52 by 52 7:48am, 9 August 2012
Challenge #50: Bend it, break it, bin it.
— Palmer + Pawel

They add...
“Take one rule that you strongly believe or have been made to believe is essential in making a good photograph and bend it, break it, or even discard it completely. How many different ways / methods can you use to break the same rule? The key here is to experiment. To play around.

We are very ideas based and believe our best shoots are all born out of a good, solid idea. In order to get the most out of the idea, we believe research of the subject is essential. At which point we can fuse it all together through planning.

However, none of the above would matter if it weren't for the very simple act of experimentation.”


View more of Palmer + Pawel's work >

As well as being a good place to connect with other members and share your initial reactions, thoughts about how to 'solve it' and any links you think might help the group, this can also be a good place to include any old photos you have that fit the challenge. We're looking forward to hearing your thoughts this week.

— 52 by 52 team
Mark W Russell Posted 6 years ago. Edited by Mark W Russell (moderator) 6 years ago
Anything goes.......................this is about approach and methodology rather than subject matter.

How about:-
Don't Shoot Into the Light
Don't Tilt Your Camera
Don't Create Movement Blur
Don't Take Photos in the Middle of the Day
Reverse the Active Space Rule
Shoot Out of Focus
Zoom In While Shooting
Embrace Negative Space.........................
Julia M Cameron PRO Posted 6 years ago. Edited by Julia M Cameron (admin) 6 years ago
Great comment from Mark...methodology and approach taking priority.
Have never been keen on rules myself, but one I do try to stick with is "don't blow the highlights"...except...


Thin skin 3

Cyclist 2

Here are my experiments with "Too much black"

david_gillett 6 years ago
A deceptively simple challenge, there's just so many directions this can be taken. Great list Mark.

I'm quite tempted to take on my nemesis, tilt. I expend such a lot of effort fighting *slightly* tilted horizons that it would feel liberating to embrace the chaos of the diagonal! A significantly out of focus portrait could also be fun. A smiling subject seems to be a great taboo in contemporary street portraiture also.
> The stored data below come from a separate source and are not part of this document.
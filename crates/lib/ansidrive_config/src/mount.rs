/*
    AnsiDrive

    Copyright 2024-2025 AnsiDrive contributors

    Permission is hereby granted, free of charge, to any person obtaining a
    copy of this software and associated documentation files (the “Software”),
    to deal in the Software without restriction, including without limitation
    the rights to use, copy, modify, merge, publish, distribute, sublicense,
    and/or sell copies of the Software, and to permit persons to whom the
    Software is furnished to do so, subject to the following conditions:

    The above copyright notice and this permission notice shall be included in
    all copies or substantial portions of the Software.

    THE SOFTWARE IS PROVIDED “AS IS”, WITHOUT WARRANTY OF ANY KIND, EXPRESS OR
    IMPLIED, INCLUDING BUT NOT LIMITED TO THE WARRANTIES OF MERCHANTABILITY,
    FITNESS FOR A PARTICULAR PURPOSE AND NONINFRINGEMENT. IN NO EVENT SHALL THE
    AUTHORS OR COPYRIGHT HOLDERS BE LIABLE FOR ANY CLAIM, DAMAGES OR OTHER
    LIABILITY, WHETHER IN AN ACTION OF CONTRACT, TORT OR OTHERWISE, ARISING
    FROM, OUT OF OR IN CONNECTION WITH THE SOFTWARE OR THE USE OR OTHER
    DEALINGS IN THE SOFTWARE.

    --------------------------------------------------------------------------

    ansidrive_config::mount.rs

    Command line image mount specifications.
*/

use std::str::FromStr;

/// Attach an image to a device id: `<id>:<image>`. The image part may itself be a
/// `RAW:<start>:<end>:<path>` window specification.
#[derive(Clone, Debug, PartialEq)]
pub struct MountSpec {
    pub id: u8,
    pub image: String,
}

impl FromStr for MountSpec {
    type Err = String;

    fn from_str(s: &str) -> Result<Self, Self::Err> {
        let (id_str, image) = s.split_once(':').ok_or("Missing device id")?;

        let id: u8 = id_str
            .trim()
            .parse()
            .map_err(|_| format!("Invalid device id: {id_str}"))?;
        if id as usize >= ansidrive_core::devices::ansi::MAX_DEVICES {
            return Err(format!("Device id out of range (0-7): {id}"));
        }
        if image.is_empty() {
            return Err("Missing image path".to_string());
        }

        Ok(MountSpec {
            id,
            image: image.to_string(),
        })
    }
}
/// Parameters that SELECTIVE_RESET and disconnection return to their initial values.
#[derive(Copy, Clone, Debug)]
pub(crate) struct Registers {
    pub(crate) cmd: u8,
    pub(crate) param_out: u8,
    pub(crate) param_in: u8,
    pub(crate) attention_enabled: bool,
    pub(crate) write_enabled: bool,
    pub(crate) selected_head: u8,
    pub(crate) current_cylinder_high: u8,
    pub(crate) current_cylinder_low: u8,
    pub(crate) load_cylinder_high: u8,
    pub(crate) load_cylinder_low: u8,
    pub(crate) read_permit_high: u8,
    pub(crate) read_permit_low: u8,
    pub(crate) write_permit_high: u8,
    pub(crate) write_permit_low: u8,
    pub(crate) read_control: u8,
    pub(crate) offset_control: u8,
    pub(crate) sector_pulses: [u8; 3],
    pub(crate) bytes_per_sector: [u8; 3],
    pub(crate) test_byte: u8,
    pub(crate) attribute_number: u8,
}

impl Default for Registers {
    fn default() -> Self {
        Self {
            cmd: 0,
            param_out: 0,
            param_in: 0,
            attention_enabled: true,
            write_enabled: false,
            selected_head: 0,
            current_cylinder_high: 0,
            current_cylinder_low: 0,
            load_cylinder_high: 0,
            load_cylinder_low: 0,
            read_permit_high: 0,
            read_permit_low: 0,
            write_permit_high: 0,
            write_permit_low: 0,
            read_control: 0,
            offset_control: 0,
            sector_pulses: [0; 3],
            bytes_per_sector: [0; 3],
            test_byte: 0,
            attribute_number: 0,
        }
    }
}

pub struct AnsiDevice {
    id: u8,
    disk_type: AnsiDiskType,
    state: AnsiDevState,
    previous_pins: AnsiPins,

    pub(crate) regs: Registers,
    general_status: u8,
    sense_byte_1: u8,
    sense_byte_2: u8,
    attention: bool,
    spindle_running: bool,

    pub(crate) attributes: AttributeTable,
    pub(crate) timed: TimedCommand,

    data_phase: Box<dyn DataPhase>,
    data_phase_kind: Option<DataPhaseKind>,
    gate_us: f64,

    // Levels this device currently drives on its output lines.
    ack_asserted: bool,
    busy_asserted: bool,
    attention_line: bool,
}
/*
    AnsiDrive

    Copyright 2024-2025 AnsiDrive contributors

    Permission is hereby granted, free of charge, to any person obtaining a
    copy of this software and associated documentation files (the “Software”),
    to deal in the Software without restriction, including without limitation
    the rights to use, copy, modify, merge, publish, distribute, sublicense,
    and/or sell copies of the Software, and to permit persons to whom the
    Software is furnished to do so, subject to the following conditions:

    The above copyright notice and this permission notice shall be included in
    all copies or substantial portions of the Software.

    THE SOFTWARE IS PROVIDED “AS IS”, WITHOUT WARRANTY OF ANY KIND, EXPRESS OR
    IMPLIED, INCLUDING BUT NOT LIMITED TO THE WARRANTIES OF MERCHANTABILITY,
    FITNESS FOR A PARTICULAR PURPOSE AND NONINFRINGEMENT. IN NO EVENT SHALL THE
    AUTHORS OR COPYRIGHT HOLDERS BE LIABLE FOR ANY CLAIM, DAMAGES OR OTHER
    LIABILITY, WHETHER IN AN ACTION OF CONTRACT, TORT OR OTHERWISE, ARISING
    FROM, OUT OF OR IN CONNECTION WITH THE SOFTWARE OR THE USE OR OTHER
    DEALINGS IN THE SOFTWARE.

    --------------------------------------------------------------------------

    frontend_common::lib.rs

    Facilities shared by AnsiDrive front ends.
*/

//! The Frontend Common library provides facilities common to all AnsiDrive front ends.
//!
//! - ImageManager: Discovers hard disk images in the image directory and assigns them to
//!     device ids by file name.
//! - TimestepManager: Supplies the elapsed time passed to each bus poll, either as a fixed
//!     step or measured from the wall clock.
//! - device_builder: Resolves device profiles from configuration and builds devices with
//!     their images attached.

pub mod device_builder;
pub mod image_manager;
pub mod timestep_manager;

pub use device_builder::{build_devices, resolve_disk_type};
pub use image_manager::{ImageManager, ImageManagerError};
pub use timestep_manager::TimestepManager;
Rule breaking has become such an accepted starting point for all artistic endeavours that perhaps rigidly following a set of rules is far more subversive than trying to break them. The difficulty being how does one create an interesting image if you're starting from such pedestrian beginnings?
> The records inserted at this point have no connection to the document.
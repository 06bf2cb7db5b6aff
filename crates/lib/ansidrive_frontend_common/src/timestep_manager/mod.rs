/*
    AnsiDrive

    Copyright 2024-2025 AnsiDrive contributors

    Permission is hereby granted, free of charge, to any person obtaining a
    copy of this software and associated documentation files (the “Software”),
    to deal in the Software without restriction, including without limitation
    the rights to use, copy, modify, merge, publish, distribute, sublicense,
    and/or sell copies of the Software, and to permit persons to whom the
    Software is furnished to do so, subject to the following conditions:

    The above copyright notice and this permission notice shall be included in
    all copies or substantial portions of the Software.

    THE SOFTWARE IS PROVIDED “AS IS”, WITHOUT WARRANTY OF ANY KIND, EXPRESS OR
    IMPLIED, INCLUDING BUT NOT LIMITED TO THE WARRANTIES OF MERCHANTABILITY,
    FITNESS FOR A PARTICULAR PURPOSE AND NONINFRINGEMENT. IN NO EVENT SHALL THE
    AUTHORS OR COPYRIGHT HOLDERS BE LIABLE FOR ANY CLAIM, DAMAGES OR OTHER
    LIABILITY, WHETHER IN AN ACTION OF CONTRACT, TORT OR OTHERWISE, ARISING
    FROM, OUT OF OR IN CONNECTION WITH THE SOFTWARE OR THE USE OR OTHER
    DEALINGS IN THE SOFTWARE.

    --------------------------------------------------------------------------

    frontend_common::timestep_manager::mod.rs

    Supplies the elapsed time for each bus poll and keeps poll statistics.
*/

use web_time::{Duration, Instant};

#[derive(Copy, Clone, Debug, PartialEq)]
pub enum Timestep {
    /// Every poll advances emulated time by the same amount.
    Fixed(f64),
    /// Each poll advances emulated time by the wall clock time since the previous poll.
    WallClock,
}

#[derive(Copy, Clone, Default)]
pub struct PerfCounter {
    pub accum: u32, // Count accumulator
    pub total: u32, // Total count this timespan
    pub last:  u32, // Total count for last timespan
}

impl PerfCounter {
    #[inline]
    pub fn tick(&mut self) {
        self.accum += 1;
    }
    #[inline]
    pub fn mark_interval(&mut self) {
        self.last = self.total;
        self.total = self.accum;
        self.accum = 0;
    }
}

pub struct TimestepManager {
    mode: Timestep,
    last_poll: Option<Instant>,
    last_second: Instant,
    polls: u64,
    elapsed_us: f64,
    pub polls_per_second: PerfCounter,
}

impl TimestepManager {
    /// Use a fixed step when one is configured, else the wall clock.
    pub fn new(timestep_us: Option<f64>) -> Self {
        let mode = match timestep_us {
            Some(us) if us > 0.0 => Timestep::Fixed(us),
            Some(us) => {
                log::warn!("Ignoring invalid timestep {}us, using wall clock time", us);
                Timestep::WallClock
            }
            None => Timestep::WallClock,
        };
        log::debug!("Timestep mode: {:?}", mode);
        Self {
            mode,
            last_poll: None,
            last_second: Instant::now(),
            polls: 0,
            elapsed_us: 0.0,
            polls_per_second: PerfCounter::default(),
        }
    }

    pub fn mode(&self) -> Timestep {
        self.mode
    }

    /// Time in microseconds to pass to the next poll.
    pub fn next_step(&mut self) -> f64 {
        let now = Instant::now();
        let step_us = match self.mode {
            Timestep::Fixed(us) => us,
            Timestep::WallClock => match self.last_poll {
                Some(last) => now.duration_since(last).as_secs_f64() * 1_000_000.0,
                None => 0.0,
            },
        };
        self.last_poll = Some(now);

        self.polls += 1;
        self.elapsed_us += step_us;
        self.polls_per_second.tick();
        if now.duration_since(self.last_second) >= Duration::from_secs(1) {
            self.polls_per_second.mark_interval();
            self.last_second = now;
        }
        step_us
    }

    pub fn polls(&self) -> u64 {
        self.polls
    }

    /// Total emulated time handed out so far.
    pub fn elapsed_us(&self) -> f64 {
        self.elapsed_us
    }
}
But having reread the challenge, it is one rule that 'you' believe in. I'm not sure I believe in any! Hmmm, tricky.

Shooting into the sun:
#39 Durdle Door by david_gillett
bart1eby 6 years ago
Tilt is also one of my (many) nemeses but I like Julia I might have to take a crack at blown highlights though I must admit the idea, despite Julia's wonderful examples, does bring me out in a slightly cold sweat...
Julia M Cameron PRO 6 years ago
Ben, Cold sweats are probably essential for this brief! Face your fears and do it anyway!
@markglomas PRO 6 years ago
I just broke the rules on protecting the camera whilst on the beach, so the metering and shutter are now all to heck. May get an image I can use?
johnpaddler PRO Posted 6 years ago. Edited by johnpaddler (member) 6 years ago
Wonky horizons, flat lighting (sun behind you), people with trees growing out of their heads, chopping off feet, pictures with people still chewing their food, bisecting horizons, blurry colour (black & white blur could be tolerated, even encouraged - panning). That's some of what I learnt growing up.

What a laugh to discover British Street Photography, where some of these faults are the raison d'être of a picture.

I decided to go for amputations, perhaps take it to the next level. Which proved much more difficult than I'd imagined - didn't make any headway at all on the street. But one afternoon by the sea with Mrs. P suddenly saw she had unwittingly given me my picture.

That's what I like about these challenges - they send you off in new directions, and make you take photographs you would not otherwise have seen.